### Records for the task ###

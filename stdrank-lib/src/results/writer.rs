use super::ResultSet;
use crate::Result;
use camino::{Utf8Path, Utf8PathBuf};
use clap::ValueEnum;
use ohno::IntoAppError;
use serde::{Deserialize, Serialize};
use std::io::Write;
use tempfile::NamedTempFile;

const LOG_TARGET: &str = "   results";

/// Layout of the results file.
#[derive(Debug, Clone, Copy, PartialEq, Eq, Serialize, Deserialize, ValueEnum)]
#[serde(rename_all = "kebab-case")]
pub enum OutputFormat {
    /// An array of `{"libPath", "num"}` records, most imported first
    Ranked,

    /// An object mapping each package to its count
    Map,
}

/// Serialize the results in the requested layout.
///
/// [`OutputFormat::Ranked`] sorts the set by decreasing count first.
pub fn render(results: &mut ResultSet, format: OutputFormat) -> Result<String> {
    let text = match format {
        OutputFormat::Ranked => {
            results.sort_descending();
            serde_json::to_string_pretty(results.entries())
        }
        OutputFormat::Map => serde_json::to_string_pretty(&results.to_map()),
    };

    text.into_app_err("serializing results")
}

/// Write the results to `path`, replacing any previous file in one step.
///
/// The document is written to a temporary file next to `path` and then renamed over it, so a
/// failure never leaves a truncated results file behind.
pub fn write_results(mut results: ResultSet, format: OutputFormat, path: &Utf8Path) -> Result<()> {
    let text = render(&mut results, format)?;

    let dir = match path.parent() {
        Some(parent) if !parent.as_str().is_empty() => parent.to_path_buf(),
        _ => Utf8PathBuf::from("."),
    };

    let mut file = NamedTempFile::new_in(&dir).into_app_err_with(|| format!("unable to create a temporary file in '{dir}'"))?;
    file.write_all(text.as_bytes())
        .into_app_err_with(|| format!("unable to write results for '{path}'"))?;
    file.flush().into_app_err_with(|| format!("unable to flush results for '{path}'"))?;

    #[cfg(unix)]
    {
        use std::os::unix::fs::PermissionsExt;
        file.as_file()
            .set_permissions(std::fs::Permissions::from_mode(0o644))
            .into_app_err_with(|| format!("unable to set permissions on results for '{path}'"))?;
    }

    let _ = file
        .persist(path)
        .map_err(|e| e.error)
        .into_app_err_with(|| format!("unable to replace '{path}'"))?;

    log::debug!(target: LOG_TARGET, "Wrote {} entries to '{path}'", results.len());
    Ok(())
}

#[cfg(test)]
mod tests {
    use super::*;
    use crate::results::ResultEntry;
    use crate::targets::Target;

    fn sample() -> ResultSet {
        [("os", 12), ("fmt", 40), ("unsafe", 12), ("io", 31)]
            .into_iter()
            .map(|(id, n)| ResultEntry::new(Target::new(id).unwrap(), n))
            .collect()
    }

    fn temp_path(dir: &tempfile::TempDir, name: &str) -> Utf8PathBuf {
        Utf8PathBuf::try_from(dir.path().join(name)).unwrap()
    }

    #[test]
    fn test_render_ranked() {
        let mut set = sample();
        let text = render(&mut set, OutputFormat::Ranked).unwrap();
        let parsed: serde_json::Value = serde_json::from_str(&text).unwrap();

        assert_eq!(
            parsed,
            serde_json::json!([
                { "libPath": "fmt", "num": 40 },
                { "libPath": "io", "num": 31 },
                { "libPath": "os", "num": 12 },
                { "libPath": "unsafe", "num": 12 },
            ])
        );
    }

    #[test]
    fn test_render_map() {
        let mut set = sample();
        let text = render(&mut set, OutputFormat::Map).unwrap();
        let parsed: serde_json::Value = serde_json::from_str(&text).unwrap();

        assert_eq!(parsed, serde_json::json!({ "fmt": 40, "io": 31, "os": 12, "unsafe": 12 }));
    }

    #[test]
    fn test_render_empty() {
        let mut set = ResultSet::new();
        assert_eq!(render(&mut set, OutputFormat::Ranked).unwrap(), "[]");
        assert_eq!(render(&mut set, OutputFormat::Map).unwrap(), "{}");
    }

    #[test]
    #[cfg_attr(miri, ignore = "Miri cannot call GetTempPathW")]
    fn test_write_results_replaces_previous_file() {
        let tmp = tempfile::tempdir().unwrap();
        let path = temp_path(&tmp, "result.json");
        std::fs::write(&path, "stale").unwrap();

        write_results(sample(), OutputFormat::Ranked, &path).unwrap();

        let parsed: serde_json::Value = serde_json::from_str(&std::fs::read_to_string(&path).unwrap()).unwrap();
        assert_eq!(parsed.as_array().unwrap().len(), 4);
        assert_eq!(std::fs::read_dir(tmp.path()).unwrap().count(), 1);
    }

    #[test]
    #[cfg_attr(miri, ignore = "Miri cannot call GetTempPathW")]
    fn test_write_results_into_missing_directory_fails() {
        let tmp = tempfile::tempdir().unwrap();
        let path = temp_path(&tmp, "missing/result.json");

        let err = write_results(sample(), OutputFormat::Map, &path).unwrap_err();
        assert!(err.to_string().contains("temporary file"));
        assert!(!path.exists());
    }

    #[test]
    fn test_format_value_names() {
        let names: Vec<_> = OutputFormat::value_variants()
            .iter()
            .filter_map(|v| v.to_possible_value())
            .map(|v| v.get_name().to_string())
            .collect();
        assert_eq!(names, vec!["ranked", "map"]);
    }
}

###

* _Requirement_: The answer must hold only the lines from the first line of the data through the line bearing "results.sort_descending();", returned exactly.

* _Reply_:
filename stdrank-lib/src/results/writer.rs
use super::ResultSet;
use crate::Result;
use camino::{Utf8Path, Utf8PathBuf};
use clap::ValueEnum;
use ohno::IntoAppError;
use serde::{Deserialize, Serialize};
use std::io::Write;
use tempfile::NamedTempFile;

const LOG_TARGET: &str = "   results";

/// Layout of the results file.
#[derive(Debug, Clone, Copy, PartialEq, Eq, Serialize, Deserialize, ValueEnum)]
#[serde(rename_all = "kebab-case")]
pub enum OutputFormat {
    /// An array of `{"libPath", "num"}` records, most imported first
    Ranked,

    /// An object mapping each package to its count
    Map,
}

/// Serialize the results in the requested layout.
///
/// [`OutputFormat::Ranked`] sorts the set by decreasing count first.
pub fn render(results: &mut ResultSet, format: OutputFormat) -> Result<String> {
    let text = match format {
        OutputFormat::Ranked => {
            results.sort_descending();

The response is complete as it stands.